My breath got caught in my throat then. I didn’t think after that. I just moved.

My free leg recoiled, and stretched out in a flash, slamming into the side of the creature’s head.

It roared in rage as its body rag-dolled away from me, its clawed hands clattering along the floor.

I blinked, and found myself on my feet. I didn’t care how, I didn’t care why. I wanted out, but there was something I needed to do first.

I stood there, watching the creature try and organize its tangled mass of spindly limbs, trying to slow the hammering of my heart.

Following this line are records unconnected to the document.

//! Playback-related type definitions
//!
//! Supporting types for the playback negotiation state machine and the
//! player primitive it drives.

use serde::{Deserialize, Serialize};

/// Relay delivery mode
#[derive(Debug, Clone, Copy, Serialize, Deserialize, PartialEq, Eq, Hash)]
#[serde(rename_all = "lowercase")]
pub enum DeliveryMode {
    /// Low-latency republishing (WebRTC)
    Primary,
    /// Segment-based republishing (HLS)
    Fallback,
}

impl std::fmt::Display for DeliveryMode {
    fn fmt(&self, f: &mut std::fmt::Formatter<'_>) -> std::fmt::Result {
        match self {
            DeliveryMode::Primary => write!(f, "primary"),
            DeliveryMode::Fallback => write!(f, "fallback"),
        }
    }
}

/// Playback negotiation state
///
/// Every non-idle state carries the active delivery mode and the number of
/// recovery attempts made in the current session, so a `Failed` state always
/// names the mode that failed last.
#[derive(Debug, Clone, Copy, Serialize, Deserialize, PartialEq, Eq)]
#[serde(tag = "status", rename_all = "lowercase")]
pub enum PlaybackState {
    /// No playing intent, or no usable locator
    Idle,
    /// Player bound to a derived URL, waiting for ready/buffer-end
    Loading { mode: DeliveryMode, retry_count: u32 },
    /// Player reported ready
    Playing { mode: DeliveryMode, retry_count: u32 },
    /// Both delivery modes failed; recovery pending
    Failed { mode: DeliveryMode, retry_count: u32 },
}

impl PlaybackState {
    /// Active delivery mode (None while idle)
    pub fn mode(&self) -> Option<DeliveryMode> {
        match self {
            PlaybackState::Idle => None,
            PlaybackState::Loading { mode, .. }
            | PlaybackState::Playing { mode, .. }
            | PlaybackState::Failed { mode, .. } => Some(*mode),
        }
    }

    /// Recovery attempts made in the current session
    pub fn retry_count(&self) -> u32 {
        match self {
            PlaybackState::Idle => 0,
            PlaybackState::Loading { retry_count, .. }
            | PlaybackState::Playing { retry_count, .. }
            | PlaybackState::Failed { retry_count, .. } => *retry_count,
        }
    }

    pub fn is_idle(&self) -> bool {
        matches!(self, PlaybackState::Idle)
    }

    pub fn is_failed(&self) -> bool {
        matches!(self, PlaybackState::Failed { .. })
    }
}

impl std::fmt::Display for PlaybackState {
    fn fmt(&self, f: &mut std::fmt::Formatter<'_>) -> std::fmt::Result {
        match self {
            PlaybackState::Idle => write!(f, "idle"),
            PlaybackState::Loading { mode, .. } => write!(f, "loading ({})", mode),
            PlaybackState::Playing { mode, .. } => write!(f, "playing ({})", mode),
            PlaybackState::Failed { mode, .. } => write!(f, "failed ({})", mode),
        }
    }
}

/// Identifies one bind of the player primitive to a URL
///
/// Ids increase monotonically; signals tagged with an id other than the
/// active one come from a detached binding and are ignored.
#[derive(Debug, Clone, Copy, Serialize, Deserialize, PartialEq, Eq, PartialOrd, Ord, Hash)]
#[serde(transparent)]
pub struct BindingId(pub u64);

impl std::fmt::Display for BindingId {
    fn fmt(&self, f: &mut std::fmt::Formatter<'_>) -> std::fmt::Result {
        write!(f, "#{}", self.0)
    }
}

/// Options passed to the player primitive alongside the URL
#[derive(Debug, Clone, Serialize, Deserialize, PartialEq, Eq)]
pub struct BindOptions {
    /// Force the HLS container (set when bound in fallback mode)
    pub force_hls: bool,
    /// CORS mode for the media element
    pub cross_origin: String,
}

impl BindOptions {
    pub fn for_mode(mode: DeliveryMode) -> Self {
        Self {
            force_hls: mode == DeliveryMode::Fallback,
            cross_origin: "anonymous".to_string(),
        }
    }
}

/// Signals emitted by the player primitive
#[derive(Debug, Clone, Copy, Serialize, Deserialize, PartialEq, Eq)]
#[serde(rename_all = "snake_case")]
pub enum PlayerSignal {
    Ready,
    BufferEnd,
    Error,
}

impl std::fmt::Display for PlayerSignal {
    fn fmt(&self, f: &mut std::fmt::Formatter<'_>) -> std::fmt::Result {
        match self {
            PlayerSignal::Ready => write!(f, "ready"),
            PlayerSignal::BufferEnd => write!(f, "buffer_end"),
            PlayerSignal::Error => write!(f, "error"),
        }
    }
}

/// Rendering snapshot of a negotiation session
#[derive(Debug, Clone, Serialize, Deserialize, PartialEq, Eq)]
pub struct PlaybackSnapshot {
    /// Current state (carries mode and retry count)
    pub state: PlaybackState,
    /// URL the player is bound to (empty while idle)
    pub derived_url: String,
    /// Active player binding
    pub binding: Option<BindingId>,
    /// Locator as last supplied by the collaborator
    pub locator: String,
    /// Whether the collaborator wants playback
    pub playing_intent: bool,
}

impl PlaybackSnapshot {
    pub fn mode(&self) -> Option<DeliveryMode> {
        self.state.mode()
    }
}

I shut my eyes, and said aloud, “Vera, love, I’m so sorry. What happened to Christopher was hard on the both of us, not just me, and I shouldn’t have acted the way I did. I shouldn’t have hid myself from you, from us. I should’ve known that even when everything we knew fell apart, we still had each other, just like you made me promise back in college. It sounds stupid, cliché, whatever. It doesn’t matter. Vera, I loved you, and I still do, okay? I hope… I hope that one day I’ll be able to tell you this, and that you’ll forgive me. Please, I want nothing more than to make things right. Please, Vera, believe me!”

I didn’t realize that my voice was becoming louder and louder as I spoke, coming to a shout as I voiced the last sentence.

Tears slipped passed my closed eyelids, and I wiped them away before they had a chance to mix with the bloodstains on my face. I pulled back my hands, and opened my eyes.

I was staring a closed door, identical to the one I’d seen within the room of mirrors. I felt relief flood from my chest to my fingertips as I understood that I’d finally put that part of me at ease. I knew what I was supposed to do the next time I saw Vera. I knew how to make things right, not just in my mind, but hers as well.


Long Way Down: Part 3

Recommended Listening: What the Water Gave Me by Florence + The Machine

I turned around to see a long hallway behind me. The walls were blank, just plain white, save for the evenly spaced gas lamps that were hung every few feet or so. There was a door on the opposite end of the hall, which I took to mean that I was supposed to cross it.

I let out a deep breath, calming my body from the excessive amounts of fear that it had just experienced. I decided to sit, and take a moment to breathe before moving on.

I propped myself up against one wall, lowering myself gingerly to the floor. I then began to gently pluck any remaining glass fragments out of my skin, my face twisting into a painful grimace each time I pulled a shard free.

I went to examine my leg, where that monster had bit me, only the find the skin unblemished, and painless, as if nothing had happened.

Once I’d gotten all of the glass out of me, I leaned heavily against the wall to get back on my feet. I rubbed the back of my neck, exhaling slowly, and started forward down the hall.

I suppose I should’ve turned back the moment the gas lamps started to flicker, but I didn’t. I kept going, ignoring the almost undetectable gusts of wind that rushed past my body. I pretended that I didn’t smell the overpowering scent of stale seawater as I made it to the middle of the hall. That’s when I stopped.

The door I’d been heading towards was suddenly obscured by the presence of a shadow. It was humanoid in shape, and cast no shadow of its own, despite the numerous light sources that surrounded it.

I furrowed my brow, confused as to how I’d neglected to notice it from down the hall prior to this point. It wasn’t exactly hard to miss.

I took a step back, and saw the shadow blink out of existence.

It didn’t make sense, but despite my desire to cross the hall, I assumed it would be a wiser choice for me to just turn around.

Staring at the now clearly visible door, I began to back up, until I couldn’t. I turned around and was confronted by the sight of a wall. I didn’t know where it came from, but it was now very clear that I needed to go towards the door.

I pursed my lips, and turned back to the door.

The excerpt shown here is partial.